In 34 years, USA Today has never endorsed a presidential candidate. However, that changed on Friday, when the editorial board broke from precedent: not to endorse Democratic presidential nominee Hillary Clinton, however, or a third party candidate, but to denounce Donald Trump.

"This year, the choice isn’t between two capable major party nominees who happen to have significant ideological differences. This year, one of the candidates – Republican nominee Donald Trump – is, by unanimous consensus of the Editorial Board, unfit for the presidency," the board writes, citing habits such as "traffic[king] in prejudice," a "checkered" business career, recklessness, and dishonesty.

The editorial, while perhaps unlikely to influence many individuals' choice on election day, speaks to how uniquely challenging this election cycle has been, particularly for Republicans. 

"We are fairly early on for anyone to come out and endorse one candidate. Editorials pop up in the last 10 days of October, historically," Charles Fountain, an associate professor at Northeastern University's School of Journalism, told the Monitor. "But there have been an awful lot of early editorials, and I think that is reflective of the reservations that so many institutions have about Donald Trump."

Although USA Today has so far been the only newspaper to publish a denouncement of a candidate, except as part of another endorsement, it is a just the latest in a string of newspapers that have broken from their endorsement traditions this election.

The Arizona Republic, which has never once endorsed a Democrat in its 126-year history, endorsed Mrs. Clinton on Tuesday, with the editorial board writing that Trump does not represent the conservative ideals and principles that they stand by. Among other publications breaking from long-held conservative traditions to endorse Clinton are The Dallas Morning News, which has not endorsed a Democrat for the White House since before World War II, and The Houston Chronicle, which, before endorsing President Obama in 2008, had not broken from the GOP since 1964.

Others, meanwhile, have thrown support behind Libertarian candidate Gary Johnson, the former governor of New Mexico, including the Chicago Tribune and New Hampshire's Union Leader. 

In a typical election, the two major party candidates would have a roughly equal number of significant newspaper endorsements, but 2016 is far from an ordinary election cycle.

"You don't have that this year," Dianne Bystrom, the director of the Carrie Chapman Catt Center for Women and Politics at Iowa State University, tells the Monitor. "Only three newspapers have endorsed Trump, and one of them is the National Enquirer. Gary Johnson actually has more newspaper endorsements than Donald Trump, so what is significant this year is that those kind of endorsements may make more of a difference because it is so inequitable."

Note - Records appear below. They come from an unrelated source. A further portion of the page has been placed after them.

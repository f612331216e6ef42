//! State every control plane variant carries: identity, bind state, and ConfigWindow.

use tracing::info;

use super::command::{CommandHandler, ConfigRegs, Geometry};
use super::identity::ControlPlaneIdentity;
use super::window::{check_unit, load};
use crate::common::constants::HEADER_SIZE;
use crate::common::{AccessSize, AlignmentFault, CpnError, CpnResult};

/// Attachment state of a control plane.
#[derive(Clone, Copy, Debug, PartialEq, Eq, Default)]
pub enum BindState {
    /// Not attached to any network.
    #[default]
    Unbound,
    /// Attached; stays so for the life of the network.
    Bound,
}

/// Composition root shared by [`BasicControlPlane`](super::BasicControlPlane) and
/// [`GeneralControlPlane`](super::GeneralControlPlane).
#[derive(Debug)]
pub struct CpCore {
    identity: ControlPlaneIdentity,
    state: BindState,
    regs: ConfigRegs,
}

impl CpCore {
    /// An unbound core advertising `geometry` in its ConfigWindow.
    pub const fn new(identity: ControlPlaneIdentity, geometry: Geometry) -> Self {
        Self {
            identity,
            state: BindState::Unbound,
            regs: ConfigRegs::new(geometry),
        }
    }

    /// Identity.
    pub const fn identity(&self) -> &ControlPlaneIdentity {
        &self.identity
    }

    /// Current attachment state.
    pub const fn state(&self) -> BindState {
        self.state
    }

    /// Performs the single `Unbound -> Bound` transition.
    ///
    /// # Errors
    ///
    /// `AlreadyBound` if the transition already happened.
    pub fn mark_bound(&mut self) -> CpnResult<()> {
        if self.state == BindState::Bound {
            return Err(CpnError::AlreadyBound {
                device: self.identity.device(),
                function: self.identity.function(),
            });
        }
        self.state = BindState::Bound;
        info!(
            ident = self.identity.ident(),
            device = self.identity.device(),
            function = self.identity.function(),
            "control plane bound"
        );
        Ok(())
    }

    /// ConfigWindow registers.
    pub const fn regs(&self) -> &ConfigRegs {
        &self.regs
    }

    /// Mutable ConfigWindow registers.
    pub const fn regs_mut(&mut self) -> &mut ConfigRegs {
        &mut self.regs
    }

    /// Installs the ConfigWindow command handler.
    pub fn set_command_handler(&mut self, handler: Box<dyn CommandHandler>) {
        self.regs.set_handler(handler);
    }

    /// Reads from the identity header; `offset` is relative to the DataWindow.
    pub fn read_header(&self, offset: u64, size: AccessSize) -> CpnResult<u64> {
        check_unit(offset, offset, HEADER_SIZE, size)?;
        Ok(load(&self.identity.header().to_bytes(), offset, size))
    }
}

/// Rejects a request that runs past the end of a `window_size`-byte window.
pub(crate) fn check_window(offset: u64, size: AccessSize, window_size: u64) -> CpnResult<()> {
    match offset.checked_add(size.bytes()) {
        Some(end) if end <= window_size => Ok(()),
        _ => Err(AlignmentFault::Straddle {
            addr: offset,
            size: size.bytes(),
        }
        .into()),
    }
}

Throughout US history, newspapers have endorsed presidential candidates. And even 100 years ago, when a newspaper's stamp of approval was much more influential than it is now, papers tended to endorse along party lines.

"[Newspapers] were political instruments, but even after they became independent, in so far as their news was concerned, they were pretty reliable in making predictable endorsements in every election," Mr. Fountain tells the Monitor. "What is different about the here-and-now is the impact that those editorials have. Those editorials would have had a profound influence on voting habits 100 years ago, maybe even 50 or 60 years ago, but today they move the needle very little in so far as influencing any particular voters."

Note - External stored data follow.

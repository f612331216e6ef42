//! Trigger table entries and their evaluation policy.
//!
//! A trigger watches one statistic and runs an action when its condition becomes true.
//! The policy is edge-triggered: an entry fires on an update only when the condition was
//! false for the old value and is true for the new one. Repeating an update that keeps the
//! condition true does not fire again.
//!
//! # Descriptor layout
//!
//! ```text
//!  0            2      3      4              8                      16
//!  +------------+------+------+--------------+----------------------+
//!  | stat_index | cmp  | act  | fire_count   | threshold            |
//!  +------------+------+------+--------------+----------------------+
//! ```
//!
//! `fire_count` is read-only from the network side.

use std::sync::Arc;

use parking_lot::Mutex;
use serde::Deserialize;
use zerocopy::byteorder::little_endian::{U16, U32, U64};
use zerocopy::{FromBytes, Immutable, IntoBytes, KnownLayout, Unaligned};

/// Byte range of the descriptor the network side may not write.
pub const FIRE_COUNT_BYTES: std::ops::Range<u64> = 4..8;

/// Comparison applied between a statistic and a threshold.
#[derive(Debug, Clone, Copy, PartialEq, Eq, Default, Deserialize)]
#[serde(rename_all = "PascalCase")]
#[repr(u8)]
pub enum Comparator {
    /// Never holds; the entry is inactive.
    #[default]
    Disabled = 0,
    /// `value > threshold`.
    Gt = 1,
    /// `value >= threshold`.
    Ge = 2,
    /// `value < threshold`.
    Lt = 3,
    /// `value <= threshold`.
    Le = 4,
    /// `value == threshold`.
    Eq = 5,
    /// `value != threshold`.
    Ne = 6,
}

impl Comparator {
    /// Evaluates the comparison.
    pub const fn holds(self, value: u64, threshold: u64) -> bool {
        match self {
            Self::Disabled => false,
            Self::Gt => value > threshold,
            Self::Ge => value >= threshold,
            Self::Lt => value < threshold,
            Self::Le => value <= threshold,
            Self::Eq => value == threshold,
            Self::Ne => value != threshold,
        }
    }

    /// Wire code.
    pub const fn code(self) -> u8 {
        self as u8
    }

    /// Decodes a wire code.
    pub const fn from_code(code: u8) -> Option<Self> {
        Some(match code {
            0 => Self::Disabled,
            1 => Self::Gt,
            2 => Self::Ge,
            3 => Self::Lt,
            4 => Self::Le,
            5 => Self::Eq,
            6 => Self::Ne,
            _ => return None,
        })
    }
}

/// One trigger: `statistic[stat_index] <comparator> threshold` runs `action`.
#[derive(Debug, Clone, Copy, PartialEq, Eq, Default, Deserialize)]
pub struct TriggerEntry {
    /// Index of the watched statistic.
    pub stat_index: usize,
    /// Condition applied to the statistic.
    pub comparator: Comparator,
    /// Right-hand side of the condition.
    pub threshold: u64,
    /// Action code handed to the control plane's action handler.
    #[serde(default)]
    pub action: u8,
}

impl TriggerEntry {
    /// An entry firing `action` when statistic `stat_index` crosses into `comparator threshold`.
    pub const fn new(stat_index: usize, comparator: Comparator, threshold: u64, action: u8) -> Self {
        Self {
            stat_index,
            comparator,
            threshold,
            action,
        }
    }

    /// `true` if the entry is armed.
    pub const fn is_enabled(&self) -> bool {
        !matches!(self.comparator, Comparator::Disabled)
    }

    /// Edge condition: false for `old`, true for `new`.
    pub const fn fires(&self, old: u64, new: u64) -> bool {
        !self.comparator.holds(old, self.threshold) && self.comparator.holds(new, self.threshold)
    }
}

/// Wire layout of a trigger descriptor.
#[repr(C)]
#[derive(
    Clone, Copy, Debug, Default, PartialEq, Eq, FromBytes, IntoBytes, Immutable, KnownLayout, Unaligned,
)]
pub struct TriggerDescriptor {
    /// Index of the watched statistic.
    pub stat_index: U16,
    /// Comparator wire code.
    pub comparator: u8,
    /// Action code.
    pub action: u8,
    /// Number of times this entry has fired.
    pub fire_count: U32,
    /// Threshold.
    pub threshold: U64,
}

impl TriggerDescriptor {
    /// Encodes an entry and its fire count.
    pub fn encode(entry: &TriggerEntry, fire_count: u32) -> Self {
        Self {
            stat_index: U16::new(entry.stat_index as u16),
            comparator: entry.comparator.code(),
            action: entry.action,
            fire_count: U32::new(fire_count),
            threshold: U64::new(entry.threshold),
        }
    }

    /// Returns the descriptor as its 16 wire bytes.
    pub fn to_bytes(self) -> [u8; 16] {
        zerocopy::transmute!(self)
    }

    /// Reinterprets 16 wire bytes as a descriptor.
    pub fn from_bytes(raw: [u8; 16]) -> Self {
        zerocopy::transmute!(raw)
    }

    /// Decodes the entry, or `None` for an unknown comparator code.
    pub fn entry(&self) -> Option<TriggerEntry> {
        Some(TriggerEntry {
            stat_index: self.stat_index.get() as usize,
            comparator: Comparator::from_code(self.comparator)?,
            threshold: self.threshold.get(),
            action: self.action,
        })
    }
}

/// What a firing trigger reports to its action handler.
#[derive(Debug, Clone, Copy, PartialEq, Eq)]
pub struct TriggerEvent {
    /// Trigger table slot that fired.
    pub slot: usize,
    /// Statistic that was updated.
    pub stat_index: usize,
    /// Action code of the entry.
    pub action: u8,
    /// Statistic value before the update.
    pub old: u64,
    /// Statistic value after the update.
    pub new: u64,
}

/// Receiver of trigger firings, supplied by the component that owns the control plane.
///
/// `fire` runs while the control plane's `FairMutex` is held by whoever called `update`.
/// An action must not access its own control plane through the network or the adaptor:
/// that request waits on the same lock and never completes. Record the event and act on it
/// after `update` returns instead (as [`EventLog`] does).
pub trait TriggerAction: Send {
    /// Runs the action for `event`; called synchronously from inside the update, under the
    /// control plane's lock.
    fn fire(&mut self, event: &TriggerEvent);
}

/// A `TriggerAction` that records every event; clones share one log.
#[derive(Debug, Clone, Default)]
pub struct EventLog {
    events: Arc<Mutex<Vec<TriggerEvent>>>,
}

impl EventLog {
    /// An empty log.
    pub fn new() -> Self {
        Self::default()
    }

    /// Copy of every event recorded so far, oldest first.
    pub fn events(&self) -> Vec<TriggerEvent> {
        self.events.lock().clone()
    }

    /// Number of recorded events.
    pub fn len(&self) -> usize {
        self.events.lock().len()
    }

    /// `true` if nothing has fired.
    pub fn is_empty(&self) -> bool {
        self.events.lock().is_empty()
    }
}

impl TriggerAction for EventLog {
    fn fire(&mut self, event: &TriggerEvent) {
        self.events.lock().push(*event);
    }
}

Any ripples an editorial does make will likely be because of its shock value, rather than its arguments against Trump, most of which are familiar: the denouncement cites problems like a lack of honesty, having "coarsened the national dialogue," and fraud allegations stemming from Trump University, for example. 

"There are cases where the news media can be powerful agents, but that tends to be overstated, and I think that is the case in a hotly contested national election," W. Joseph Campbell, a professor in the School of Communications at American University in Washington, D.C., tells the Monitor. "There are other factors upon which people make their decisions about voting and newspaper endorsements and newspaper coverage is a very small component."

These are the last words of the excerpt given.